Task prompt —
Nothing but a number should be written: the count of lines below that contain "crate".

[Stored data]
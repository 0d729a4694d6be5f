//! Quiz (question) repository
//!
//! Options are stored as four columns and handed out as an ordered list.

use sqlx::{Executor, FromRow, Sqlite, SqlitePool};

use super::DbError;
use crate::models::{NewQuestion, QuizPatch};

const QUIZ_COLUMNS: &str =
    "id, question, option1, option2, option3, option4, correct_answer, collection_id";

/// Quiz record from database
#[derive(Debug, Clone, PartialEq, Eq, FromRow)]
pub struct Quiz {
    pub id: i64,
    pub question: String,
    pub option1: String,
    pub option2: String,
    pub option3: String,
    pub option4: String,
    pub correct_answer: String,
    pub collection_id: i64,
}

impl Quiz {
    /// Options in storage order.
    pub fn options(&self) -> Vec<String> {
        vec![
            self.option1.clone(),
            self.option2.clone(),
            self.option3.clone(),
            self.option4.clone(),
        ]
    }
}

/// Insert one question row. Shared by single creation and collection batches
/// so both run through the same statement.
pub(crate) async fn insert_question<'e, E>(
    executor: E,
    collection_id: i64,
    question: &NewQuestion,
) -> Result<Quiz, sqlx::Error>
where
    E: Executor<'e, Database = Sqlite>,
{
    let [o1, o2, o3, o4] = question.options.as_array();

    sqlx::query_as::<_, Quiz>(&format!(
        r#"
        INSERT INTO quizzes (question, option1, option2, option3, option4, correct_answer, collection_id)
        VALUES (?, ?, ?, ?, ?, ?, ?)
        RETURNING {QUIZ_COLUMNS}
        "#
    ))
    .bind(&question.question)
    .bind(o1)
    .bind(o2)
    .bind(o3)
    .bind(o4)
    .bind(&question.correct_answer)
    .bind(collection_id)
    .fetch_one(executor)
    .await
}

/// Quiz repository
pub struct QuizRepo<'a> {
    pool: &'a SqlitePool,
}

impl<'a> QuizRepo<'a> {
    pub fn new(pool: &'a SqlitePool) -> Self {
        Self { pool }
    }

    /// Questions of one collection in insertion order.
    pub async fn list_for_collection(&self, collection_id: i64) -> Result<Vec<Quiz>, DbError> {
        let quizzes = sqlx::query_as::<_, Quiz>(&format!(
            "SELECT {QUIZ_COLUMNS} FROM quizzes WHERE collection_id = ? ORDER BY id"
        ))
        .bind(collection_id)
        .fetch_all(self.pool)
        .await?;

        Ok(quizzes)
    }

    /// Every question of every collection in a category, flattened.
    ///
    /// Ordered by collection then question, which matches concatenating
    /// `list_for_collection` over the category's collections.
    pub async fn list_for_category(&self, category_id: i64) -> Result<Vec<Quiz>, DbError> {
        let quizzes = sqlx::query_as::<_, Quiz>(
            r#"
            SELECT q.id, q.question, q.option1, q.option2, q.option3, q.option4,
                   q.correct_answer, q.collection_id
            FROM quizzes q
            JOIN quiz_collections c ON c.id = q.collection_id
            WHERE c.category_id = ?
            ORDER BY c.id, q.id
            "#,
        )
        .bind(category_id)
        .fetch_all(self.pool)
        .await?;

        Ok(quizzes)
    }

    pub async fn get(&self, id: i64) -> Result<Quiz, DbError> {
        sqlx::query_as::<_, Quiz>(&format!("SELECT {QUIZ_COLUMNS} FROM quizzes WHERE id = ?"))
            .bind(id)
            .fetch_optional(self.pool)
            .await?
            .ok_or_else(|| DbError::not_found("quiz", id))
    }

    /// Add a question to an existing collection.
    ///
    /// An unknown `collection_id` is a constraint violation.
    pub async fn create(&self, collection_id: i64, question: NewQuestion) -> Result<Quiz, DbError> {
        let quiz = insert_question(self.pool, collection_id, &question).await?;
        tracing::debug!(id = quiz.id, collection_id, "quiz created");
        Ok(quiz)
    }

    /// Apply the fields present in `patch`, leaving the rest unchanged.
    pub async fn update(&self, id: i64, patch: QuizPatch) -> Result<Quiz, DbError> {
        if patch.is_empty() {
            return self.get(id).await;
        }

        let options = patch.options.as_ref().map(|o| o.as_array());
        let option = |i: usize| options.map(|o| o[i].as_str());

        let quiz = sqlx::query_as::<_, Quiz>(&format!(
            r#"
            UPDATE quizzes SET
                question = COALESCE(?, question),
                option1 = COALESCE(?, option1),
                option2 = COALESCE(?, option2),
                option3 = COALESCE(?, option3),
                option4 = COALESCE(?, option4),
                correct_answer = COALESCE(?, correct_answer)
            WHERE id = ?
            RETURNING {QUIZ_COLUMNS}
            "#
        ))
        .bind(patch.question.as_deref())
        .bind(option(0))
        .bind(option(1))
        .bind(option(2))
        .bind(option(3))
        .bind(patch.correct_answer.as_deref())
        .bind(id)
        .fetch_optional(self.pool)
        .await?
        .ok_or_else(|| DbError::not_found("quiz", id))?;

        tracing::debug!(id, "quiz updated");
        Ok(quiz)
    }

    /// Returns `false` if no quiz had this id.
    pub async fn delete(&self, id: i64) -> Result<bool, DbError> {
        let deleted = sqlx::query("DELETE FROM quizzes WHERE id = ?")
            .bind(id)
            .execute(self.pool)
            .await?
            .rows_affected();

        Ok(deleted > 0)
    }
}
//! Database connection pool management
//!
//! Uses sqlx SqlitePool with explicit connection limits. Foreign keys are
//! switched on for every connection the pool opens.

use std::str::FromStr;

use sqlx::sqlite::{SqliteConnectOptions, SqliteJournalMode, SqlitePoolOptions};
use sqlx::SqlitePool;

/// Database used when nothing else is configured.
pub const DEFAULT_DATABASE_URL: &str = "sqlite://quiz.db?mode=rwc";

/// Default maximum connections for the pool.
pub const DEFAULT_MAX_CONNECTIONS: u32 = 5;

/// Create a SQLite connection pool.
///
/// # Errors
///
/// Returns an error if the URL is invalid or the database cannot be opened.
///
/// # Example
///
/// ```ignore
/// let pool = create_pool("sqlite://quiz.db?mode=rwc").await?;
/// ```
pub async fn create_pool(database_url: &str) -> Result<SqlitePool, sqlx::Error> {
    create_pool_with_options(database_url, DEFAULT_MAX_CONNECTIONS).await
}

/// Create a SQLite connection pool with custom options.
///
/// `sqlite::memory:` gives every connection its own database, so pass
/// `max_connections = 1` for in-memory stores.
pub async fn create_pool_with_options(
    database_url: &str,
    max_connections: u32,
) -> Result<SqlitePool, sqlx::Error> {
    let options = SqliteConnectOptions::from_str(database_url)?
        .create_if_missing(true)
        .foreign_keys(true)
        .journal_mode(SqliteJournalMode::Wal);

    SqlitePoolOptions::new()
        .max_connections(max_connections)
        .connect_with(options)
        .await
}
//! Category name validation

use super::validation::required_text;
use super::ValidationError;

/// Maximum length for category names
const MAX_CATEGORY_NAME_LEN: usize = 128;

/// Validated category name
#[derive(Debug, Clone, PartialEq, Eq, Hash)]
pub struct CategoryName(String);

impl CategoryName {
    /// Create a new category name.
    ///
    /// # Rules
    /// - Non-empty (after trimming whitespace)
    /// - Max 128 characters
    ///
    /// # Example
    /// ```
    /// use quizdeck_server::models::CategoryName;
    ///
    /// assert!(CategoryName::new("General Knowledge").is_ok());
    /// assert!(CategoryName::new("").is_err());
    /// ```
    pub fn new(s: &str) -> Result<Self, ValidationError> {
        required_text("name", s, MAX_CATEGORY_NAME_LEN).map(Self)
    }

    /// Get the category name as a string slice.
    pub fn as_str(&self) -> &str {
        &self.0
    }
}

Worked solution —
2